● Data excerpts:
• • •

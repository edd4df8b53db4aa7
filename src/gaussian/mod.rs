/*
 * // Copyright (c) Radzivon Bartoshyk. All rights reserved.
 * //
 * // Redistribution and use in source and binary forms, with or without modification,
 * // are permitted provided that the following conditions are met:
 * //
 * // 1.  Redistributions of source code must retain the above copyright notice, this
 * // list of conditions and the following disclaimer.
 * //
 * // 2.  Redistributions in binary form must reproduce the above copyright notice,
 * // this list of conditions and the following disclaimer in the documentation
 * // and/or other materials provided with the distribution.
 * //
 * // 3.  Neither the name of the copyright holder nor the names of its
 * // contributors may be used to endorse or promote products derived from
 * // this software without specific prior written permission.
 * //
 * // THIS SOFTWARE IS PROVIDED BY THE COPYRIGHT HOLDERS AND CONTRIBUTORS "AS IS"
 * // AND ANY EXPRESS OR IMPLIED WARRANTIES, INCLUDING, BUT NOT LIMITED TO, THE
 * // IMPLIED WARRANTIES OF MERCHANTABILITY AND FITNESS FOR A PARTICULAR PURPOSE ARE
 * // DISCLAIMED. IN NO EVENT SHALL THE COPYRIGHT HOLDER OR CONTRIBUTORS BE LIABLE
 * // FOR ANY DIRECT, INDIRECT, INCIDENTAL, SPECIAL, EXEMPLARY, OR CONSEQUENTIAL
 * // DAMAGES (INCLUDING, BUT NOT LIMITED TO, PROCUREMENT OF SUBSTITUTE GOODS OR
 * // SERVICES; LOSS OF USE, DATA, OR PROFITS; OR BUSINESS INTERRUPTION) HOWEVER
 * // CAUSED AND ON ANY THEORY OF LIABILITY, WHETHER IN CONTRACT, STRICT LIABILITY,
 * // OR TORT (INCLUDING NEGLIGENCE OR OTHERWISE) ARISING IN ANY WAY OUT OF THE USE
 * // OF THIS SOFTWARE, EVEN IF ADVISED OF THE POSSIBILITY OF SUCH DAMAGE.
 */

mod gaussian_kernel;
mod gaussian_util;

pub use gaussian_kernel::gaussian_kernel_1d;
pub use gaussian_util::sigma_size;
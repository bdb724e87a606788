//! Mutating commands and convergence waits

use anyhow::{bail, Result};
use colored::Colorize;
use fleet_core::command::Command;
use fleet_core::convergence::PollState;
use fleet_core::models::EntityIdentity;
use std::time::Duration;
use tokio::time::Instant;

use crate::client::{ApiClient, CommandRequest, CommandResponse, SessionReport};
use crate::commands::sessions::fetch_sessions;
use crate::output::{print_info, print_json, print_success, print_warning, OutputFormat};

/// How long `--wait` follows a session before giving up locally
#[derive(Debug, Clone, Copy)]
pub struct WaitOptions {
    pub enabled: bool,
    pub timeout: Duration,
    pub interval: Duration,
}

/// Send a command and, if requested, wait for its convergence session
pub async fn run_command(
    client: &ApiClient,
    command: Command,
    identity: EntityIdentity,
    wait: WaitOptions,
    format: OutputFormat,
) -> Result<()> {
    let description = command.to_string();
    let request = CommandRequest {
        identity: identity.clone(),
        command,
    };

    let response: CommandResponse = client.post("api/v1/commands", &request).await?;

    match format {
        OutputFormat::Json if !wait.enabled => {
            print_json(&response);
            return Ok(());
        }
        OutputFormat::Json => {}
        OutputFormat::Table => {
            print_success(&format!("{}: {} accepted", identity, description));
            if let Some(message) = &response.message {
                print_info(message);
            }
        }
    }

    if !wait.enabled {
        return Ok(());
    }
    if !response.converging {
        if let OutputFormat::Table = format {
            print_info("Nothing to wait for; the stream is being reloaded");
        }
        return Ok(());
    }

    let report = wait_for_session(client, &identity, response.session_id, wait, format).await?;
    match format {
        OutputFormat::Json => print_json(&report),
        OutputFormat::Table => report_outcome(&report),
    }

    if report.success == Some(true) {
        Ok(())
    } else {
        bail!(
            "{} did not converge: {}",
            identity,
            report.detail.as_deref().unwrap_or(report.state.as_str())
        )
    }
}

/// The report belonging to our session. A console that does not return
/// session ids is matched on identity alone.
fn find_report(
    reports: Vec<SessionReport>,
    identity: &EntityIdentity,
    session_id: Option<u64>,
) -> Option<SessionReport> {
    reports.into_iter().find(|report| {
        &report.identity == identity
            && match session_id {
                Some(id) => report.session_id == Some(id),
                None => true,
            }
    })
}

async fn wait_for_session(
    client: &ApiClient,
    identity: &EntityIdentity,
    session_id: Option<u64>,
    wait: WaitOptions,
    format: OutputFormat,
) -> Result<SessionReport> {
    let deadline = Instant::now() + wait.timeout;
    let mut last_status: Option<String> = None;

    loop {
        let reports = fetch_sessions(client).await?;
        match find_report(reports, identity, session_id) {
            Some(report) if report.state.is_terminal() => return Ok(report),
            Some(report) => {
                if let (OutputFormat::Table, Some(status)) = (format, &report.status) {
                    if last_status.as_ref() != Some(status) {
                        println!("  {} {}", format!("[{}]", report.attempt).dimmed(), status);
                        last_status = Some(status.clone());
                    }
                }
            }
            // a newer command for the identity replaced our report
            None if session_id.is_some() => {
                bail!("{}: wait was superseded by a newer command", identity)
            }
            None => {}
        }

        if Instant::now() >= deadline {
            bail!("Timed out waiting for {} after {:?}", identity, wait.timeout);
        }
        tokio::time::sleep(wait.interval).await;
    }
}

fn report_outcome(report: &SessionReport) {
    let status = report.status.as_deref().unwrap_or("-");
    match report.state {
        PollState::Ready => print_success(&format!("{} converged: {}", report.identity, status)),
        PollState::EntityGone => print_warning(&format!("{} no longer exists", report.identity)),
        PollState::Exhausted => print_warning(&format!(
            "{} did not converge after {} attempts, last status: {}",
            report.identity, report.attempt, status
        )),
        PollState::Superseded => print_warning(&format!(
            "{}: wait was superseded by a newer command",
            report.identity
        )),
        PollState::Pending | PollState::Running => {}
    }
}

• • •

● Task prompt:
Give the data again, exactly as it stands.

● Exercise result:
repository edd4df8b53db4aa7
filename src/gaussian/mod.rs
/*
 * // Copyright (c) Radzivon Bartoshyk. All rights reserved.
 * //
 * // Redistribution and use in source and binary forms, with or without modification,
 * // are permitted provided that the following conditions are met:
 * //
 * // 1.  Redistributions of source code must retain the above copyright notice, this
 * // list of conditions and the following disclaimer.
 * //
 * // 2.  Redistributions in binary form must reproduce the above copyright notice,
 * // this list of conditions and the following disclaimer in the documentation
 * // and/or other materials provided with the distribution.
 * //
 * // 3.  Neither the name of the copyright holder nor the names of its
 * // contributors may be used to endorse or promote products derived from
 * // this software without specific prior written permission.
 * //
 * // THIS SOFTWARE IS PROVIDED BY THE COPYRIGHT HOLDERS AND CONTRIBUTORS "AS IS"
 * // AND ANY EXPRESS OR IMPLIED WARRANTIES, INCLUDING, BUT NOT LIMITED TO, THE
 * // IMPLIED WARRANTIES OF MERCHANTABILITY AND FITNESS FOR A PARTICULAR PURPOSE ARE
 * // DISCLAIMED. IN NO EVENT SHALL THE COPYRIGHT HOLDER OR CONTRIBUTORS BE LIABLE
 * // FOR ANY DIRECT, INDIRECT, INCIDENTAL, SPECIAL, EXEMPLARY, OR CONSEQUENTIAL
 * // DAMAGES (INCLUDING, BUT NOT LIMITED TO, PROCUREMENT OF SUBSTITUTE GOODS OR
 * // SERVICES; LOSS OF USE, DATA, OR PROFITS; OR BUSINESS INTERRUPTION) HOWEVER
 * // CAUSED AND ON ANY THEORY OF LIABILITY, WHETHER IN CONTRACT, STRICT LIABILITY,
 * // OR TORT (INCLUDING NEGLIGENCE OR OTHERWISE) ARISING IN ANY WAY OUT OF THE USE
 * // OF THIS SOFTWARE, EVEN IF ADVISED OF THE POSSIBILITY OF SUCH DAMAGE.
 */

mod gaussian_kernel;
mod gaussian_util;

pub use gaussian_kernel::gaussian_kernel_1d;
pub use gaussian_util::sigma_size;
repository bdb724e87a606788
//! Mutating commands and convergence waits

use anyhow::{bail, Result};
use colored::Colorize;
use fleet_core::command::Command;
use fleet_core::convergence::PollState;
use fleet_core::models::EntityIdentity;
use std::time::Duration;
use tokio::time::Instant;

use crate::client::{ApiClient, CommandRequest, CommandResponse, SessionReport};
use crate::commands::sessions::fetch_sessions;
use crate::output::{print_info, print_json, print_success, print_warning, OutputFormat};

/// How long `--wait` follows a session before giving up locally
#[derive(Debug, Clone, Copy)]
pub struct WaitOptions {
    pub enabled: bool,
    pub timeout: Duration,
    pub interval: Duration,
}

/// Send a command and, if requested, wait for its convergence session
pub async fn run_command(
    client: &ApiClient,
    command: Command,
    identity: EntityIdentity,
    wait: WaitOptions,
    format: OutputFormat,
) -> Result<()> {
    let description = command.to_string();
    let request = CommandRequest {
        identity: identity.clone(),
        command,
    };

    let response: CommandResponse = client.post("api/v1/commands", &request).await?;

    match format {
        OutputFormat::Json if !wait.enabled => {
            print_json(&response);
            return Ok(());
        }
        OutputFormat::Json => {}
        OutputFormat::Table => {
            print_success(&format!("{}: {} accepted", identity, description));
            if let Some(message) = &response.message {
                print_info(message);
            }
        }
    }

    if !wait.enabled {
        return Ok(());
    }
    if !response.converging {
        if let OutputFormat::Table = format {
            print_info("Nothing to wait for; the stream is being reloaded");
        }
        return Ok(());
    }

    let report = wait_for_session(client, &identity, response.session_id, wait, format).await?;
    match format {
        OutputFormat::Json => print_json(&report),
        OutputFormat::Table => report_outcome(&report),
    }

    if report.success == Some(true) {
        Ok(())
    } else {
        bail!(
            "{} did not converge: {}",
            identity,
            report.detail.as_deref().unwrap_or(report.state.as_str())
        )
    }
}

/// The report belonging to our session. A console that does not return
/// session ids is matched on identity alone.
fn find_report(
    reports: Vec<SessionReport>,
    identity: &EntityIdentity,
    session_id: Option<u64>,
) -> Option<SessionReport> {
    reports.into_iter().find(|report| {
        &report.identity == identity
            && match session_id {
                Some(id) => report.session_id == Some(id),
                None => true,
            }
    })
}

async fn wait_for_session(
    client: &ApiClient,
    identity: &EntityIdentity,
    session_id: Option<u64>,
    wait: WaitOptions,
    format: OutputFormat,
) -> Result<SessionReport> {
    let deadline = Instant::now() + wait.timeout;
    let mut last_status: Option<String> = None;

    loop {
        let reports = fetch_sessions(client).await?;
        match find_report(reports, identity, session_id) {
            Some(report) if report.state.is_terminal() => return Ok(report),
            Some(report) => {
                if let (OutputFormat::Table, Some(status)) = (format, &report.status) {
                    if last_status.as_ref() != Some(status) {
                        println!("  {} {}", format!("[{}]", report.attempt).dimmed(), status);
                        last_status = Some(status.clone());
                    }
                }
            }
            // a newer command for the identity replaced our report
            None if session_id.is_some() => {
                bail!("{}: wait was superseded by a newer command", identity)
            }
            None => {}
        }

        if Instant::now() >= deadline {
            bail!("Timed out waiting for {} after {:?}", identity, wait.timeout);
        }
        tokio::time::sleep(wait.interval).await;
    }
}

fn report_outcome(report: &SessionReport) {
    let status = report.status.as_deref().unwrap_or("-");
    match report.state {
        PollState::Ready => print_success(&format!("{} converged: {}", report.identity, status)),
        PollState::EntityGone => print_warning(&format!("{} no longer exists", report.identity)),
        PollState::Exhausted => print_warning(&format!(
            "{} did not converge after {} attempts, last status: {}",
            report.identity, report.attempt, status
        )),
        PollState::Superseded => print_warning(&format!(
            "{}: wait was superseded by a newer command",
            report.identity
        )),
        PollState::Pending | PollState::Running => {}
    }
}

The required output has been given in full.